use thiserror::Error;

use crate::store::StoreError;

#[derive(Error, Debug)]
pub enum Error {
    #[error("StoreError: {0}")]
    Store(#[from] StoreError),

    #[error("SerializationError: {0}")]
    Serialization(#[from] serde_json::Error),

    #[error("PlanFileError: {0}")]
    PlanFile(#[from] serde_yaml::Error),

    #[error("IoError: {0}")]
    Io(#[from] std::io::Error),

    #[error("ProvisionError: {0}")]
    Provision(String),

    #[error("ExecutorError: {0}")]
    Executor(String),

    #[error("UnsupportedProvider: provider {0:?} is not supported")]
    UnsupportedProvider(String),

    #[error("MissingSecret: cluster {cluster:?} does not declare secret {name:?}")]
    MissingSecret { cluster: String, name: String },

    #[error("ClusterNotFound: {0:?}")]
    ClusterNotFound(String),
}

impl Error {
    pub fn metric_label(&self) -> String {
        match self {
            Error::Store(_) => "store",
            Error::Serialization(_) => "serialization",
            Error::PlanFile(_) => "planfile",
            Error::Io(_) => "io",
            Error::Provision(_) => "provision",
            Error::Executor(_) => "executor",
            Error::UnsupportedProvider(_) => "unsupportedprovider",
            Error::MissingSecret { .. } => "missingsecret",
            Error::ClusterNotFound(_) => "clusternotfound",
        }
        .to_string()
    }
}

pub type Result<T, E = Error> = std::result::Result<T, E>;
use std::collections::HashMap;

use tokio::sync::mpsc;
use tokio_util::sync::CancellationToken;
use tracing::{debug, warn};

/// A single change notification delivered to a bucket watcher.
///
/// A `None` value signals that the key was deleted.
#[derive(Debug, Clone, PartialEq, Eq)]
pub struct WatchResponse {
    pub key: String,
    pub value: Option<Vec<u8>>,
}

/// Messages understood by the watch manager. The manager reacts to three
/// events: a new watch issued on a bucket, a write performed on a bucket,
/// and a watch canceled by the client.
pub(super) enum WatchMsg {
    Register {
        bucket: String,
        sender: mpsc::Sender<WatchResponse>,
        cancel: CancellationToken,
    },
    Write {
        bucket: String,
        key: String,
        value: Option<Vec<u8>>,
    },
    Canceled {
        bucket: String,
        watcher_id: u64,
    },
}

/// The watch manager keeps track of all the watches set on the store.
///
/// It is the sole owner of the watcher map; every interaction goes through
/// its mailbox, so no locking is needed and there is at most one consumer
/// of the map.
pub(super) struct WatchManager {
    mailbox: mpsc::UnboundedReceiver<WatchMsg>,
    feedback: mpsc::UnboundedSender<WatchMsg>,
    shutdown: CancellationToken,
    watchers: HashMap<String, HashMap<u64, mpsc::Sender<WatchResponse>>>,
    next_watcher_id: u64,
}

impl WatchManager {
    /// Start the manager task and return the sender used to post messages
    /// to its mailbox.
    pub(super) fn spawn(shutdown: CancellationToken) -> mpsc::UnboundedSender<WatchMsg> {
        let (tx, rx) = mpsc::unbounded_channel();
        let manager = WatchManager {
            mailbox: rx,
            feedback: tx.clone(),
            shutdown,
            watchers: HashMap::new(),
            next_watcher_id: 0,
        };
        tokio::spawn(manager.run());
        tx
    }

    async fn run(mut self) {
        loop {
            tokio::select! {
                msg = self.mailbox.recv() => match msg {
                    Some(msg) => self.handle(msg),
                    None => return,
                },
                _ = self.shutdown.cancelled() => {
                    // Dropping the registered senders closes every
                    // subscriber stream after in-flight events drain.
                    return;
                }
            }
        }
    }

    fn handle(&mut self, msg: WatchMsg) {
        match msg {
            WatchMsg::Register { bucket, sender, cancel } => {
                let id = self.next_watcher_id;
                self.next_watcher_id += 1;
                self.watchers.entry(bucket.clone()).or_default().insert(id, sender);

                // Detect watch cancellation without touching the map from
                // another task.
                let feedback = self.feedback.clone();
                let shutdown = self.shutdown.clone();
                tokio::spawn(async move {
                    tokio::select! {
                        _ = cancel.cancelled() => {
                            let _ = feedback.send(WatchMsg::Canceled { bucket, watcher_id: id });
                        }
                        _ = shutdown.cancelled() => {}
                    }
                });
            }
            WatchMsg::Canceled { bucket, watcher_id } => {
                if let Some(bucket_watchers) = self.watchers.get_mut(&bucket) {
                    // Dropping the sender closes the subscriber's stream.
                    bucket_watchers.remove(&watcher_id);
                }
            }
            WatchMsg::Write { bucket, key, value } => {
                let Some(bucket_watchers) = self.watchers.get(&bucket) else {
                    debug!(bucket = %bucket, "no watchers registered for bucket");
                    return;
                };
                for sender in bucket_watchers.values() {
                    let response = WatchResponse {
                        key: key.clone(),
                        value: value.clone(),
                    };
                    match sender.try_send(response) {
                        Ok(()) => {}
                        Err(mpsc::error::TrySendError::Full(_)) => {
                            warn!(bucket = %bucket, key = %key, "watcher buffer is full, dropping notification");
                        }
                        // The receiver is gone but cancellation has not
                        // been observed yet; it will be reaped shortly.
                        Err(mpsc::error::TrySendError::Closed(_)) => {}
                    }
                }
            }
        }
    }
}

___

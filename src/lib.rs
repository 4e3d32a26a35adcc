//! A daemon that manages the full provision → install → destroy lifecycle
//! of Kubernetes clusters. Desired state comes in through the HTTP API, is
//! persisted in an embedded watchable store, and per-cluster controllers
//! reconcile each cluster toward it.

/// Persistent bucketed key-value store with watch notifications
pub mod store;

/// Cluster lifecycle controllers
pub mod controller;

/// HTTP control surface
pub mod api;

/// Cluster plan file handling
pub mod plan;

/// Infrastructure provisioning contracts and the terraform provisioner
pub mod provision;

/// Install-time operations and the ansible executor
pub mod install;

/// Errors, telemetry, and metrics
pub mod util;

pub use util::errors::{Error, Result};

___

* Task to complete: Return a copy of every line in the records that includes the string "cancelled".

* Reply:
                _ = self.shutdown.cancelled() => {
                        _ = cancel.cancelled() => {
                        _ = shutdown.cancelled() => {}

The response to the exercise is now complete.